Another issue is that this error is not always captured. On the machine (I reported above) the error is not shown unless I start julia with -g2.

That's intentional. If you run without -g2 you get:

ERROR: a exception was thrown during kernel execution.
       Run Julia on debug level 2 for device stack traces.
chengchingwen commented 1 year ago

That's intentional.

Oh, I thought it would give a compile error, but it seems to run successfully and generate the correct result on that machine.

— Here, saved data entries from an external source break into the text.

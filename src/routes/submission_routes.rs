// heimdall-service/src/routes/submission_routes.rs
//
// The write side of the dashboard. Every POST runs the same sequence:
// resolve the team, validate attachments, then pass a write closure
// through the submission gate so the grouping window is re-checked at the
// moment of the write.
use crate::models::{
    AttachmentUpload, BrainstormMapRequest, BugFixRequest, EnhancementRequest, EnhancementType,
    PresentationRequest, ProjectRequest, ServiceError, Submission, SubmissionDetails,
    SubmissionKind, SubmissionSummary, TeamDetails,
};
use crate::services::{countdown, grouping_service};
use crate::utils::{blob_storage, get_email_from_request, submission_storage, team_storage};
use actix_web::{delete, get, post, web, HttpRequest, HttpResponse};
use chrono::Utc;
use lazy_static::lazy_static;
use log::{error, info};
use regex::Regex;
use serde_json::json;
use uuid::Uuid;

const MAX_FILES: usize = 4;
const MAX_FILE_SIZE: usize = 3 * 1024 * 1024; // 3 MiB

const BUG_SCREENSHOTS_BUCKET: &str = "bug_screenshots";
const ENHANCEMENT_SCREENSHOTS_BUCKET: &str = "enhancement_screenshots";
const BRAINSTORM_MAPS_BUCKET: &str = "brainstorm_maps";
const PROJECT_FILES_BUCKET: &str = "project_files";

lazy_static! {
    static ref LINK_RE: Regex = Regex::new(r"^https?://\S+$").unwrap();
}

struct DecodedFile {
    file_name: String,
    bytes: Vec<u8>,
}

// Decode base64 attachment bodies up front so size checks see real bytes
fn decode_attachments(files: &[AttachmentUpload]) -> Result<Vec<DecodedFile>, ServiceError> {
    files
        .iter()
        .map(|file| {
            let bytes = base64::decode(&file.content).map_err(|_| {
                ServiceError::Validation(format!("{} is not valid base64.", file.file_name))
            })?;
            Ok(DecodedFile {
                file_name: file.file_name.clone(),
                bytes,
            })
        })
        .collect()
}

maleadt commented 1 year ago

Oh, I thought it would give a compile error, but it seems to run successfully and generate the correct result on that machine.

We can't generate a compile error because of Julia's dynamic semantics. You should still see a run-time exception though, albeit without a stack trace (you need -g2 for that).

chengchingwen commented 1 year ago

You should still see a run-time exception though

It didn't get any exception on that machine. And on another machine, it randomly failed.